Efectivamente Akakus. Una pila. Una simple pila... Pero me pilló tan aburrido que pinché el enlace. Y ese enlace me llevó a otro enlace, y a otro, y a otro... Y yo, totalmente convencido de que eran fakes: o hay una pila de botón escondida por algún sitio, o lo han "cargado" previamente con un chute de voltios... Pero en alguno de los videos los electrodos eran de aluminio y de cobre. Pues de eso si que tengo yo en casa, pensé. Por qué no pruebo? (estaba muuuy aburrido). Total, que decido salir de dudas. Lleno un vaso con agua del grifo, le disuelvo dos cucharaditas de sal e introduzco un trocito de perfil del enrollador que me sobró de la instalación y un cachito de tubo de cobre, le conecto los bornes del tester, uno al perfil de aluminio y el otro al tubo de cobre y, voilà: 0,7V

. Me quedé flipao.
Sin haber recibido corriente alguna previamente, aquella tontería de experimento me estaba ofreciendo electricidad. Muy poquita, es cierto. Pero a mí, si me pareció interesante. Lo suficiente como para seguir investigando.
La primera de las lineas de investigación me llevaba (siguiendo links) a las baterías de flujo, cuyo funcionamiento es idéntico a las pilas galvánicas o voltáicas (nuestro experimento) pero recargables (de ahí lo de llamarlas baterías, y no pilas). Lo interesante de estas baterías es que la recarga es química y no eléctrica como en las que utilizamos habitualmente. En estas baterías los electrodos están sumergidos en electrolitos diferentes unidos por un puente salino o placa porosa que únicamente permite el flujo de cargas eléctricas pero no de materia en sí.
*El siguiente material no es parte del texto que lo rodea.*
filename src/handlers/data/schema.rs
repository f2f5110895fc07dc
use axum::{
    extract::{rejection::JsonRejection, Path, State},
    Json,
};
use serde_json::Value;

use super::to_value;
use crate::middleware::{ApiResponse, ApiResult};
use crate::state::AppState;
use crate::with_model;

/// GET /api/:model - List every record of the model
pub async fn get(State(state): State<AppState>, Path(model): Path<String>) -> ApiResult<Value> {
    let kind = state.registry.resolve(&model)?;
    let repository = state.repository();

    let data = with_model!(kind, M => to_value(repository.select_all::<M>().await?))?;
    Ok(ApiResponse::success(data))
}

/// POST /api/:model - Create one record from a flat field map
pub async fn post(
    State(state): State<AppState>,
    Path(model): Path<String>,
    payload: Result<Json<Value>, JsonRejection>,
) -> ApiResult<Value> {
    let kind = state.registry.resolve(&model)?;
    let Json(body) = payload?;
    let repository = state.repository();

    let data = with_model!(kind, M => to_value(repository.create::<M>(body).await?))?;
    tracing::info!(model = %kind, "Created record");
    Ok(ApiResponse::created(data))
}
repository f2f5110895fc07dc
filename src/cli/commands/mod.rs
pub mod db;
pub mod token;
pub mod user;
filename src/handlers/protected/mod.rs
pub mod auth;

pub use auth::{logout, me};
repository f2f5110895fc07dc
use clap::Args;
use serde_json::json;
use sqlx::PgPool;

use crate::auth::PasswordHasher;
use crate::cli::{print_value, OutputFormat};
use crate::config::AppConfig;
use crate::database::models::User;
use crate::database::Repository;

#[derive(Args, Debug)]
pub struct CreateUserArgs {
    #[arg(long)]
    pub first_name: String,
    #[arg(long)]
    pub last_name: String,
    #[arg(long)]
    pub username: String,
    #[arg(long)]
    pub email: String,
    #[arg(long)]
    pub phone: i64,
    #[arg(long)]
    pub password: String,
    #[arg(long = "company", help = "Company the user works for (repeatable)")]
    pub companies: Vec<String>,
}

pub async fn create(
    config: &AppConfig,
    pool: &PgPool,
    args: CreateUserArgs,
    output_format: OutputFormat,
) -> anyhow::Result<()> {
    let repository = Repository::new(pool.clone(), PasswordHasher::new(config.security.bcrypt_cost));

    let body = json!({
        "first_name": args.first_name,
        "last_name": args.last_name,
        "username": args.username,
        "email": args.email,
        "phone": args.phone,
        "password": args.password,
        "companies": args.companies,
    });
    let user = repository.create::<User>(body).await?;
    tracing::info!(user_id = user.id, "Seeded user");

    print_value(&serde_json::to_value(&user)?, output_format)
}
use anyhow::Context;

use fieldops_api::config::AppConfig;
use fieldops_api::database::{schema, DatabaseManager};
use fieldops_api::AppState;

#[tokio::main]
async fn main() -> anyhow::Result<()> {
    // Load .env if present so cargo run picks up DATABASE_URL, SECURITY_JWT_SECRET, etc.
    let _ = dotenvy::dotenv();

    fieldops_api::init_tracing();

    let config = AppConfig::from_env();
    config.validate()?;
    tracing::info!("Starting Field Ops API in {:?} mode", config.environment);

    let pool = DatabaseManager::connect(&config).await?;
    schema::init_db(&pool).await?;

    let bind_addr = config.bind_addr();
    let app = fieldops_api::app(AppState::new(config, pool.clone()));

    let listener = tokio::net::TcpListener::bind(&bind_addr)
        .await
        .with_context(|| format!("failed to bind {}", bind_addr))?;

    tracing::info!("Field Ops API listening on http://{}", bind_addr);

    axum::serve(listener, app)
        .with_graceful_shutdown(shutdown_signal())
        .await
        .context("server error")?;

    pool.close().await;
    Ok(())
}

async fn shutdown_signal() {
    if let Err(e) = tokio::signal::ctrl_c().await {
        tracing::error!("Failed to listen for shutdown signal: {}", e);
    }
    tracing::info!("Shutting down");
}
Eso conlleva que los electrodos no se desgasten. Al parecer, estas serán las baterías que impulsarán nuestros inminentes vehículos eléctricos. Capaces de almacenar mucha más electricidad y de recarga instantánea: tan fácil como reponer los depósitos de los electrolitos. (NOTA: Estas baterías ya se están utilizando como fuente de almacenamiento en las redes de suministro eléctrico)
La otra idea de linea de investigación que se me ocurría es la de forrar la obra viva de nuestros barcos con placas de cobre y de aluminio (o mejor zinc), convenientemente distribuidas y conectadas entre si para entregar el voltaje deseado para recargar nuestras baterías de a bordo. Evidentemente las placas de aluminio o zinc habría que sustituirlas periodicamente. Además tendría el
"terrible inconveniente" de que ningún tipo de molusco ni alga podría adherirse a nuestro casco como efecto secundario.